But Bose had his detractors too. They considered his biophysical and plant physiological researches as a metaphysical attempt at fitting empirical results into the Vedic doctrine of unity in diversity. Among such critics were Dr. Waller and Burdon Sanderson, who had even succeeded in persuading the Royal Society not to publish Bose’s paper. He was blamed for having been carried away by a sort of enchantment exercised by verbal ghosts, like fatigue, sleep, exaltation, irritability, of his own conjuring. But the urge to satisfy his longing to bring about the unity of animals and inanimate nature, sustained Bose in the midst of all the criticism that his biophysical work provoked. And during his life time, undaunted by criticism, Bose continued to try to obliterate the boundary lines and establish new points of contact between the domains of the living and the inert. However, his assumption that the phloem tissues in plants are equivalent to nerves in animals was disproved by later investigations.
Jagadis Chandra Bose had married Abala Das, daughter of Durga Mohan Das and a cousin of C. R. Das, in 1887. They had only one child, who died in infancy. The childless couple led a very happy married life. Abala was always by the side of her husband whenever he was in difficulty and often accompanied him during his frequent lecture tours to Europe and America. She was a gracious hostess and acted as a mother to Bose’s students, some of whom stayed with them. After Bose’s retirement from Presidency College in 1915, Abala founded Nari Siksha Samiti devoted to the education and welfare of women.
Bose had many admirers outside the scientific circle, the greatest of them being Rabindranath Tagore and Sister Nivedita. Bose was in constant correspondence with Tagore, who was always anxious to know about the progress of Boses research and their response among scientists as well as non-scientists. In all, eighty-two letters were exchanged between the two, all written in Bengali. Tagore also immortalized Bose through many essays and poems including the one on Mimosa (chhui-mui plant) used by Bose in many of his experiments and demonstrations. What really brought them together was the fact is that both were in quest of an ultimate cosmic unity in the midst of diverse manifestations of Nature. Another sphere," wrote Tagore, where Jagadis felt affinity towards me was his profound patriotism." Tagore was three years younger than Bose and outlived him by four years.

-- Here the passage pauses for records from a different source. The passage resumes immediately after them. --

// SPDX-License-Identifier: AGPL-3.0-or-later
// Copyright (c) 2025 ReifyDB

use std::{
	fmt::{Display, Formatter},
	ops::{Deref, DerefMut},
};

pub use diagnostic::{DefaultRenderer, Diagnostic};

use crate::value::Type;

mod diagnostic;

pub trait IntoDiagnostic {
	fn into_diagnostic(self) -> Diagnostic;
}

impl IntoDiagnostic for Diagnostic {
	fn into_diagnostic(self) -> Diagnostic {
		self
	}
}

#[derive(Debug, Clone, PartialEq)]
pub struct Error(pub Diagnostic);

impl Deref for Error {
	type Target = Diagnostic;

	fn deref(&self) -> &Self::Target {
		&self.0
	}
}

impl DerefMut for Error {
	fn deref_mut(&mut self) -> &mut Self::Target {
		&mut self.0
	}
}

impl Display for Error {
	fn fmt(&self, f: &mut Formatter<'_>) -> std::fmt::Result {
		let out = DefaultRenderer::render_string(&self.0);
		f.write_str(out.as_str())
	}
}

impl Error {
	pub fn diagnostic(self) -> Diagnostic {
		self.0
	}

	pub fn code(&self) -> &str {
		self.0.code.as_str()
	}
}

impl std::error::Error for Error {}

/// Builds an [`Error`] from anything that converts into a diagnostic.
#[macro_export]
macro_rules! error {
	($diagnostic:expr) => {
		$crate::Error($crate::IntoDiagnostic::into_diagnostic($diagnostic))
	};
}

/// Returns early with an [`Error`] built from a diagnostic.
#[macro_export]
macro_rules! return_error {
	($diagnostic:expr) => {
		return Err($crate::error!($diagnostic).into())
	};
}

/// Failures raised by the scalar value model.
#[derive(Debug, Clone, PartialEq, thiserror::Error)]
pub enum TypeError {
	#[error("cannot cast {from} to {to}")]
	InvalidCast {
		from: Type,
		to: Type,
	},

	#[error("{from} value is not valid UTF-8")]
	InvalidUtf8 {
		from: Type,
	},

	#[error("type {ty} is not supported by {operation}")]
	UnsupportedType {
		ty: Type,
		operation: String,
	},

	#[error("{ty} encoding must be {expected} bytes, got {actual}")]
	InvalidEncoding {
		ty: Type,
		expected: usize,
		actual: usize,
	},

	#[error("byte {byte:#04x} is not a valid BOOLEAN encoding")]
	InvalidBoolean {
		byte: u8,
	},

	#[error("{ty} encoding holds NaN")]
	InvalidFloat {
		ty: Type,
	},
}

impl IntoDiagnostic for TypeError {
	fn into_diagnostic(self) -> Diagnostic {
		let message = self.to_string();
		match self {
			TypeError::InvalidCast {
				from,
				to,
			} => Diagnostic::new("CAST_001", message)
				.with_label(format!("{from} does not coerce to {to}"))
				.with_help("only widening numeric coercions and coercions to TEXT or BYTES are allowed")
				.with_note("narrowing coercions never truncate silently, they fail"),

			TypeError::InvalidUtf8 {
				..
			} => Diagnostic::new("CAST_002", message)
				.with_help("the byte sequence must be valid UTF-8 to be read as TEXT"),

			TypeError::UnsupportedType {
				..
			} => Diagnostic::new("TYPE_001", message),

			TypeError::InvalidEncoding {
				ty,
				..
			} => Diagnostic::new("ENCODING_001", message)
				.with_label(format!("malformed {ty} encoding"))
				.with_note("fixed-width kinds are encoded big-endian with exactly their declared width"),

			TypeError::InvalidBoolean {
				..
			} => Diagnostic::new("ENCODING_002", message).with_help("BOOLEAN is encoded as 0x00 or 0x01"),

			TypeError::InvalidFloat {
				..
			} => Diagnostic::new("ENCODING_003", message).with_note("floating-point values are never NaN"),
		}
	}
}

impl From<TypeError> for Error {
	fn from(err: TypeError) -> Self {
		Error(err.into_diagnostic())
	}
}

Another great friend was Sister Nivedita, who played an inspiring role in the life of Bose. Boses wife Abala was equally attached to Nivedita and the latter found solace in their company and was a frequent visitor to the Boses home. Actually Nivedita died in Boses summer resort at Darjeeling in 1911. Before her death, Nivedita had urged Bose to build a research institute epitomising the renascent wisdom of India. The Bose Research Institute did come into existence in 1917 through the generous donations of the people as well as substantial grant from the government, where scholars would ceaselessly pursue the quest for truth. An inaugural song was composed by Tagore. The famous painter Nandlal’s mural decorated the walls of the lecture hall.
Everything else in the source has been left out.